This analysis examined data from the Lung Health Study to determine whether post-bronchodilator lung function predicts mortality. Overall, we found that the pre- and post-bronchodilator measures of lung function, whether used categorically (as stages of COPD) or continuously (as FEV1 % predicted) predicted mortality similarly. This finding suggests that post-bronchodilator lung function data may not be needed for studies that look at long term outcomes in COPD.

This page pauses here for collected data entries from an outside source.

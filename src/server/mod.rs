//! HTTP boundary
//!
//! Exposes the E-utilities operations as JSON endpoints:
//!
//! | Route | Operation |
//! |-------|-----------|
//! | `GET /` | liveness, `{"status": "ok"}` |
//! | `GET /healthz` | health, `{"health": "ok"}` |
//! | `POST /echo` | echoes `{"text": ..}` back as `{"echo": ..}` |
//! | `GET /pubmed/search` | [`PubMedClient::search_articles`] |
//! | `GET /pubmed/summary` | [`PubMedClient::fetch_summaries`] |
//! | `GET /pubmed/abstract` | [`PubMedClient::fetch_abstracts`] |
//! | `GET /pubmed/search_and_fetch` | [`PubMedClient::search_and_fetch`] |

pub mod error;
pub mod handlers;

use std::future::Future;

use axum::Router;
use axum::routing::{get, post};
use tokio::net::TcpListener;
use tracing::info;

use crate::pubmed::PubMedClient;

pub use error::ApiError;

/// Shared per-process state; the client is cheap to clone
#[derive(Clone)]
pub struct AppState {
    pub client: PubMedClient,
}

/// Build the application router
pub fn router(client: PubMedClient) -> Router {
    Router::new()
        .route("/", get(handlers::root))
        .route("/healthz", get(handlers::healthz))
        .route("/echo", post(handlers::echo))
        .route("/pubmed/search", get(handlers::search))
        .route("/pubmed/summary", get(handlers::summary))
        .route("/pubmed/abstract", get(handlers::abstracts))
        .route("/pubmed/search_and_fetch", get(handlers::search_and_fetch))
        .with_state(AppState { client })
}

/// Serve until `shutdown` resolves
pub async fn serve<F>(listener: TcpListener, client: PubMedClient, shutdown: F) -> std::io::Result<()>
where
    F: Future<Output = ()> + Send + 'static,
{
    if let Ok(addr) = listener.local_addr() {
        info!(%addr, "HTTP server listening");
    }

    axum::serve(listener, router(client))
        .with_graceful_shutdown(shutdown)
        .await
}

Most guidelines defining COPD say that spirometry should be performed after the administration of an adequate dose of an inhaled bronchodilator in order to minimize variability [4, 21]. These same guidelines, however, state that "neither bronchodilator nor oral glucocorticosteroid reversibility testing predicts disease progression, whether judged by decline in FEV1, deterioration of health status, or frequency of exacerbations in patients with a clinical diagnosis of COPD and abnormal spirometry. Small changes in FEV1 (e.g., < 400 ml) after administration of a bronchodilator do not reliably predict the patient's response to treatment" . Others have suggested that one cannot use prebronchodilator lung function to define COPD, the reason being that airflow limitation can be variable and that this component can be easily reverse with a bronchodilator . Other research, though, has suggested that bronchodilator responsiveness is highly variable and that "over half the patients initially classified as reversible by the ATS/GOLD definition would be reclassified had they attended on another occasion" .

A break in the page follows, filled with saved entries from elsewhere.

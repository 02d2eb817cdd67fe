//! Bounded retry with exponential backoff for upstream calls
//!
//! Every outbound E-utilities request goes through [`with_retry`]. The policy is
//! fixed per client: callers never customise it per call.

use std::fmt::Display;
use std::future::Future;
use std::time::Duration;

use tokio_retry::RetryIf;
use tokio_retry::strategy::jitter;
use tracing::{debug, warn};

/// Errors that can tell whether a retry may succeed
pub trait RetryableError {
    /// Whether the failure is transient
    fn is_retryable(&self) -> bool;

    /// Short human-readable reason, used in logs
    fn retry_reason(&self) -> &str;
}

/// Retry policy applied uniformly to all upstream calls
#[derive(Debug, Clone, PartialEq)]
pub struct RetryConfig {
    /// Retries after the first attempt
    pub max_retries: usize,
    /// Delay before the first retry
    pub initial_delay: Duration,
    /// Upper bound for a single delay
    pub max_delay: Duration,
    /// Growth factor between consecutive delays
    pub backoff_multiplier: f64,
    /// Randomise each delay to avoid synchronised retries
    pub use_jitter: bool,
}

impl Default for RetryConfig {
    fn default() -> Self {
        Self {
            max_retries: 3,
            initial_delay: Duration::from_millis(500),
            max_delay: Duration::from_secs(16),
            backoff_multiplier: 2.0,
            use_jitter: true,
        }
    }
}

impl RetryConfig {
    pub fn new() -> Self {
        Self::default()
    }

    /// Single attempt, no retries
    pub fn no_retry() -> Self {
        Self {
            max_retries: 0,
            ..Self::default()
        }
    }

    pub fn with_max_retries(mut self, max_retries: usize) -> Self {
        self.max_retries = max_retries;
        self
    }

    pub fn with_initial_delay(mut self, delay: Duration) -> Self {
        self.initial_delay = delay;
        self
    }

    pub fn with_max_delay(mut self, delay: Duration) -> Self {
        self.max_delay = delay;
        self
    }

    pub fn with_backoff_multiplier(mut self, multiplier: f64) -> Self {
        self.backoff_multiplier = multiplier;
        self
    }

    pub fn without_jitter(mut self) -> Self {
        self.use_jitter = false;
        self
    }

    /// Delays between attempts, capped at `max_delay`, before jitter
    pub fn delays(&self) -> Vec<Duration> {
        let initial = self.initial_delay.as_secs_f64();
        let cap = self.max_delay.as_secs_f64();

        (0..self.max_retries)
            .map(|n| {
                let secs = initial * self.backoff_multiplier.powi(n as i32);
                Duration::from_secs_f64(secs.min(cap))
            })
            .collect()
    }
}

/// Run `operation`, retrying transient failures according to `config`.
///
/// Non-retryable errors are returned immediately. When the retry budget is
/// spent, the last error is returned.
pub async fn with_retry<F, Fut, T, E>(operation: F, config: &RetryConfig, label: &str) -> Result<T, E>
where
    F: FnMut() -> Fut,
    Fut: Future<Output = Result<T, E>>,
    E: RetryableError + Display,
{
    let use_jitter = config.use_jitter;
    let strategy = config
        .delays()
        .into_iter()
        .map(move |d| if use_jitter { jitter(d) } else { d });

    let max_retries = config.max_retries;
    let mut failures = 0usize;

    let result = RetryIf::start(strategy, operation, |err: &E| {
        failures += 1;
        let retryable = err.is_retryable();
        if retryable && failures <= max_retries {
            warn!(
                operation = label,
                attempt = failures,
                max_retries,
                reason = err.retry_reason(),
                error = %err,
                "Transient failure, retrying"
            );
        }
        retryable
    })
    .await;

    if result.is_ok() && failures > 0 {
        debug!(operation = label, retries = failures, "Succeeded after retrying");
    }

    result
}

In population-based studies, one would expect that post-bronchodilator lung function measurement would reduce the prevalence of COPD. For example, in the PLATINO study, bronchodilator testing reduced the overall prevalence of FEV1/FVC% < 0.70 from 21.7% to 14% . In our analysis the prevalence of severe COPD was lower in the post- compared to the pre-bronchodilator lung function in both the year 1 (0.4% vs. 1.3%) and the year 5 (3.4% vs. 6.4%) cohorts. The finding of a lower prevalence, however, does not necessarily mean that this is the correct prevalence.
Others have looked at this problem in different ways. For example, Hansen et al studied 985 patients with COPD and found that the response to a bronchodilator was a positive prognostic factor along with FEV1 at baseline. However, if baseline FEV1 was substituted with post-bronchodilator FEV1, the bronchodilator reversibility became nonsignificant . Compared to our population, that population had much lower lung function (mean FEV1 38.5% of predicted compared to our mean FEV1 of 74.7%) and was much older (mean age 61.8 years at baseline compared to our mean age of 48.5 years). Still, the predictive value for FEV1 in their study was similar in the pre- (relative risk [RR] 0.60, 95% CI 0.54, 0.81) and post- bronchodilator (RR 0.62, 95% CI 0.56, 0.69) models.
Burrows acknowledged the complexity of the relation between bronchodilator responsiveness and outcomes in obstructive lung disease . He noted that different studies had varying results [27, 28] and suggested that several factors, such as how baseline lung function is determined, how responsiveness is measured, and the prevalence of "asthma" in the studied population, may be important determinants of outcomes. His conclusion that mortality is "related to age and to a low initial post-bronchodilator FEV1" provides, in part, the historic rationale for using post-bronchodilator lung function to define COPD.
This study has limitations that are important to its interpretation. The most important was that it was not a true "population-based" study but was a clinical intervention trial that targeted early COPD. Study participants had to be current smokers at entry with lung function that was mildly abnormal, and subjects who regularly used bronchodilators were excluded. Although asthma history was not a specific exclusion criterion, excluding people with regular bronchodilator use had the net effect of eliminating subjects with clinically significant asthma from the population. Thus, these findings may not necessarily apply to a population that includes never smokers or where a large proportion of the population has asthma that is symptomatic. Also, a more inclusive population of smokers where reversibility is more common may have yielded different results. This limitation is decreased by our study design that looked at data from the year 1 and year 5 follow-up, at which point some subjects had stopped smoking and many developed symptoms consistent with asthma or COPD. In addition, one would not expect the post-bronchodilator FEV1 of never smokers (in the absence of asthma) to differ significantly from the pre-bronchodilator value. Finally, the dose of bronchodilator used in this study (two inhalations, 200-μg total dose, of isoproterenol) is less than what has been used in other clinical trials, some of which have used 400 μg of isoproterenol and 400 μg of albuterol . Thus, it is unknown whether the findings would be similar if a "maximal bronchodilitation" protocol was used.
Another limitation was the absence of other important measures of COPD, such as an impaired exercise testing, impaired diffusion capacity or abnormal imaging. Recent work [30–32] in COPD has highlighted that measures other than lung function are important predictors of impaired function and poor outcomes. Lung function remains, however, the primary means of diagnosing and classifying COPD at the present time and this is unlikely to change in the foreseeable future.